EXERCISE BRIEF:
Copy each line in the data that includes the word "impl".
====== STUDY MATERIAL ======
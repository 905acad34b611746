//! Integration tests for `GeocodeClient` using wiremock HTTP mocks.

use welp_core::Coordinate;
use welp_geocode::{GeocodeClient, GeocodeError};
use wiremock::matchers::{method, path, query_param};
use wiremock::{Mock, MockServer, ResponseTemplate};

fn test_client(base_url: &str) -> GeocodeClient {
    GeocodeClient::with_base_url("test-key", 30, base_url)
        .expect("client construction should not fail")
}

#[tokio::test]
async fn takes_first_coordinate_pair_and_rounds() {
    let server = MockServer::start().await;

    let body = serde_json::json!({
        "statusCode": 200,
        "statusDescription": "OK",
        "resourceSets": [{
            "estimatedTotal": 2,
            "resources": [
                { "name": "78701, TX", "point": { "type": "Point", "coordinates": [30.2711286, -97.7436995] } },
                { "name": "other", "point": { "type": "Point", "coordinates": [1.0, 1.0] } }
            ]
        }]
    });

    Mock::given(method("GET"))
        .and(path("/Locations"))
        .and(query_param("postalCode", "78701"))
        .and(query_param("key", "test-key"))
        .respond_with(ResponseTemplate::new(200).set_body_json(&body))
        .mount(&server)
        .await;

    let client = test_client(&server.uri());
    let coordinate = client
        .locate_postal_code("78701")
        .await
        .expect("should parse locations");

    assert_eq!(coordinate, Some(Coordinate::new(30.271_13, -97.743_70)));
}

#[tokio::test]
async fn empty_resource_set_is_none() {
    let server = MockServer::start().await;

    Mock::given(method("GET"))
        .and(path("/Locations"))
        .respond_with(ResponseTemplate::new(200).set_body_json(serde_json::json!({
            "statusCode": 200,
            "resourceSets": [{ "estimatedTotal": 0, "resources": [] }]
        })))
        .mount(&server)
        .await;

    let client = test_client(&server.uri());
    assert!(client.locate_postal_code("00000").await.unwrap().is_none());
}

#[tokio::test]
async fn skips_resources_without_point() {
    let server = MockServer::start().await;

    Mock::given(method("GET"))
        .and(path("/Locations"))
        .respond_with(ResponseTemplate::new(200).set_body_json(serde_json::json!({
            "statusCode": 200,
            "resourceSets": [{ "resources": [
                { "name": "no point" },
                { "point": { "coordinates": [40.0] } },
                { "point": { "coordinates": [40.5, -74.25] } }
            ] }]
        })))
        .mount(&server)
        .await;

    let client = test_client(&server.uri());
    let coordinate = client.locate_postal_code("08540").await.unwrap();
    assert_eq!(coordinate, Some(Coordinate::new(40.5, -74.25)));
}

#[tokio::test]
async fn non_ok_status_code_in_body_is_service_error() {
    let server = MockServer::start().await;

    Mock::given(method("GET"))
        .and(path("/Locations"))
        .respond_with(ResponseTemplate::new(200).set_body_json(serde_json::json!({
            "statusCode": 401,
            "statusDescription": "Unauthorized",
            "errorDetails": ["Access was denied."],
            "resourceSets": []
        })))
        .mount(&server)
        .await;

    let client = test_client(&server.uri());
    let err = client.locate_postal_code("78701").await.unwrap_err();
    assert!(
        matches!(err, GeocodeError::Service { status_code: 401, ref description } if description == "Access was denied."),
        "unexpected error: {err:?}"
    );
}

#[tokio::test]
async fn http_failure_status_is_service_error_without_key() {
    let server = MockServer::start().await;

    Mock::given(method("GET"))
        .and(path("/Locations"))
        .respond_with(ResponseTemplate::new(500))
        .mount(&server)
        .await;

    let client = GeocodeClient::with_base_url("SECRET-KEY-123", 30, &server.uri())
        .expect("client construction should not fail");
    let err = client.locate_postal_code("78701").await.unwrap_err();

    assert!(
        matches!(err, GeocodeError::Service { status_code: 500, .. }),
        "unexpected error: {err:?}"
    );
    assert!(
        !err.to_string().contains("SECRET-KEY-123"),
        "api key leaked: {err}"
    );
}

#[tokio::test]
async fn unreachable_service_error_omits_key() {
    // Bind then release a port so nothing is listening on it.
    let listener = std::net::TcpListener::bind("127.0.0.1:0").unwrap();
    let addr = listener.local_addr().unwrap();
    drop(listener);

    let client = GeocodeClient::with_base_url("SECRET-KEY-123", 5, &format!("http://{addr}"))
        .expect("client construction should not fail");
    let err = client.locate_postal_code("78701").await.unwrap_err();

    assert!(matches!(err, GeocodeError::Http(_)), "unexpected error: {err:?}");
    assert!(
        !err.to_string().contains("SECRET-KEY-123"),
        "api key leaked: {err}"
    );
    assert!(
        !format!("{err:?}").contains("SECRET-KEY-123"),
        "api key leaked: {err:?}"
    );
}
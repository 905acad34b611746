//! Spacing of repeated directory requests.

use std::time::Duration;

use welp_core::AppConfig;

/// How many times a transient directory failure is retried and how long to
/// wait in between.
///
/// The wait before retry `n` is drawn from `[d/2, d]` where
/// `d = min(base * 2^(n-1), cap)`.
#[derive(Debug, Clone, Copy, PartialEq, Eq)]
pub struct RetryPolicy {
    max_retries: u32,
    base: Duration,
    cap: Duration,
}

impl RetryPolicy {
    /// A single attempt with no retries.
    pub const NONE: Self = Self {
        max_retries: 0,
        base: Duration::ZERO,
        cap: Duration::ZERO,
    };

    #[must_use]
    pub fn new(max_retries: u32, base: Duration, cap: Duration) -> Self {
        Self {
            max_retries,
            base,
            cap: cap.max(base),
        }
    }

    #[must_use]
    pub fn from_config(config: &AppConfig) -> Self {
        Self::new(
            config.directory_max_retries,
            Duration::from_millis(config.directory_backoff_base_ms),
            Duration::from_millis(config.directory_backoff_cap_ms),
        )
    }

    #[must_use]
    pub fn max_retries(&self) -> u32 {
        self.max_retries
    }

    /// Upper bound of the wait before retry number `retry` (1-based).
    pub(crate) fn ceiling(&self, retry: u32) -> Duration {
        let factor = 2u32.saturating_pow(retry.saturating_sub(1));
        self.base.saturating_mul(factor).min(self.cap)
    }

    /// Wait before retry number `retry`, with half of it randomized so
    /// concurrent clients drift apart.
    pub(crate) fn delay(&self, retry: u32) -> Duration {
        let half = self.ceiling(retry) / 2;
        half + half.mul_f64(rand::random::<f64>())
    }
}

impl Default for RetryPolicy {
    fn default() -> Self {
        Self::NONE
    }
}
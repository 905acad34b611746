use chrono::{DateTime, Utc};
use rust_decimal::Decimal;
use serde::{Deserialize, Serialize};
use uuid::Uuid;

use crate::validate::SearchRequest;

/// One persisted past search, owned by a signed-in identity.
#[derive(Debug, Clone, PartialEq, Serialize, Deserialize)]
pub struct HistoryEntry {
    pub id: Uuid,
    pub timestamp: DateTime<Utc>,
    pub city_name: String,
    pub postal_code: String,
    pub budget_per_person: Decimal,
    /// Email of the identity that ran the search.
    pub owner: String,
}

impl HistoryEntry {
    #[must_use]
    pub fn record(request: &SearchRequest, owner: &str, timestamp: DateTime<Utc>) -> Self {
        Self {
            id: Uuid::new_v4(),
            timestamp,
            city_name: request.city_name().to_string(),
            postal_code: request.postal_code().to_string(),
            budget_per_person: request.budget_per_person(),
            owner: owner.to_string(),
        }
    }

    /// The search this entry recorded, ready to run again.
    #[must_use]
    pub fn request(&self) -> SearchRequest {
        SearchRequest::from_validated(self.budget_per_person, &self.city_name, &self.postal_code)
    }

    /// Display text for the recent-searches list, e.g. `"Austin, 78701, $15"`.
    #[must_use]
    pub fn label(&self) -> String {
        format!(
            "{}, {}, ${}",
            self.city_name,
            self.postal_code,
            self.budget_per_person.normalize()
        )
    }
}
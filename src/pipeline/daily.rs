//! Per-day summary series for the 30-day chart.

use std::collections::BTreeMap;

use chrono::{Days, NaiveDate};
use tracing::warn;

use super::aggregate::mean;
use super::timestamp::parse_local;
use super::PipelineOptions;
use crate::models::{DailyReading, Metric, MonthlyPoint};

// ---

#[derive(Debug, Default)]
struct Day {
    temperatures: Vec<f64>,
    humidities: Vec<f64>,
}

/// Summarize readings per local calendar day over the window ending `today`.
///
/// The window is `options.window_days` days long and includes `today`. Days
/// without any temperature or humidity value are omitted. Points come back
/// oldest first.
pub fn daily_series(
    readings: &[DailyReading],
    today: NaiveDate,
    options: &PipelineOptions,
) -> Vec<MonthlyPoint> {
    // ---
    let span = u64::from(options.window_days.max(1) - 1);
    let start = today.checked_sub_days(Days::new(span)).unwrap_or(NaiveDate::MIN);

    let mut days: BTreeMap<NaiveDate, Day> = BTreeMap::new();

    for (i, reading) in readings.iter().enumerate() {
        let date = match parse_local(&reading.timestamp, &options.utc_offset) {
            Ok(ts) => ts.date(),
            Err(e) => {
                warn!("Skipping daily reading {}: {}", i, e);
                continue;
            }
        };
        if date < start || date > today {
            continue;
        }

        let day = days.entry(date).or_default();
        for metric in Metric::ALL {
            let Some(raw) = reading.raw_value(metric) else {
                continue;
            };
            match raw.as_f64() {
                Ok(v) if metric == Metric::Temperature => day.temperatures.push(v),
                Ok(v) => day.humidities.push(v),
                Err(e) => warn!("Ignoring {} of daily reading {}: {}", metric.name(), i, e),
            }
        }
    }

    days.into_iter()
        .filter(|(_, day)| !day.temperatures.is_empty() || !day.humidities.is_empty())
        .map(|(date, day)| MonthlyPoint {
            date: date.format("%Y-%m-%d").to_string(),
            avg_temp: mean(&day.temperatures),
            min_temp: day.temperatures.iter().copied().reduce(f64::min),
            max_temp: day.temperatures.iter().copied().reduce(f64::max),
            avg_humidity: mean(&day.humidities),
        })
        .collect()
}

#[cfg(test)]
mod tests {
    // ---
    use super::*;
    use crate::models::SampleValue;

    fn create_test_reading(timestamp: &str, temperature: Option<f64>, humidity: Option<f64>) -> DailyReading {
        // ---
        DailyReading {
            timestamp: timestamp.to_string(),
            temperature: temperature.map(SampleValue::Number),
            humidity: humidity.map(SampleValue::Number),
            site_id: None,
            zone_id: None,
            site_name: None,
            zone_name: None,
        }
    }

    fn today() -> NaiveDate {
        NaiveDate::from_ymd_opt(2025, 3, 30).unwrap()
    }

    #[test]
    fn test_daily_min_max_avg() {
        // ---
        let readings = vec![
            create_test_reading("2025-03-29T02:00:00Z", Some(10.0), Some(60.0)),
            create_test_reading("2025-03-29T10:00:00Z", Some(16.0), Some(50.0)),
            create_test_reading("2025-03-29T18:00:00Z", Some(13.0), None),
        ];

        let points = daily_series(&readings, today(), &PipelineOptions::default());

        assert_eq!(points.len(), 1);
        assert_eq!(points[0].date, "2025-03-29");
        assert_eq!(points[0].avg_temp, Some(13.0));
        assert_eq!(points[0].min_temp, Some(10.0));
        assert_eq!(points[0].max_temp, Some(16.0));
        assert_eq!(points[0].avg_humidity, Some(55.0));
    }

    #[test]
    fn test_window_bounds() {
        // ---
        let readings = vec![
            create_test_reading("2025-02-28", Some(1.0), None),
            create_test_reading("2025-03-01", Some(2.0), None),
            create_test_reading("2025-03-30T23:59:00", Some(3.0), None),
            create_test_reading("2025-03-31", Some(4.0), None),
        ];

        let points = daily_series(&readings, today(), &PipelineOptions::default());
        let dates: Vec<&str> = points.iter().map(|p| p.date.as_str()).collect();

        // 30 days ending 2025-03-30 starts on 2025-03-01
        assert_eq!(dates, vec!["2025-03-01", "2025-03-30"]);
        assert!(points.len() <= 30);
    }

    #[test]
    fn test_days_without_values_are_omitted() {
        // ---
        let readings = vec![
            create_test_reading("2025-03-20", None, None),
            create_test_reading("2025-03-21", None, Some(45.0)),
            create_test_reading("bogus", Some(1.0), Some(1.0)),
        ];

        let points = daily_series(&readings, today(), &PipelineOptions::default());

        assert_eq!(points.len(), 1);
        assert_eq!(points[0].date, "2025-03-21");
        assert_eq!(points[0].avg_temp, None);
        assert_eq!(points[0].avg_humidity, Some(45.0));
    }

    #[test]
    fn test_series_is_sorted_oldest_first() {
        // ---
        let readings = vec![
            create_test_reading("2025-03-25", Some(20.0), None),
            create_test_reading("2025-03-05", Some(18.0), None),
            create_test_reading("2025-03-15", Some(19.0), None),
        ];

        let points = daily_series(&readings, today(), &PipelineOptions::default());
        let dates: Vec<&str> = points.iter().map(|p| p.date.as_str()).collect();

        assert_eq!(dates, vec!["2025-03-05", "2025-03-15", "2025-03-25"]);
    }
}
======
RESPONSE:
impl RetryPolicy {
impl Default for RetryPolicy {
impl HistoryEntry {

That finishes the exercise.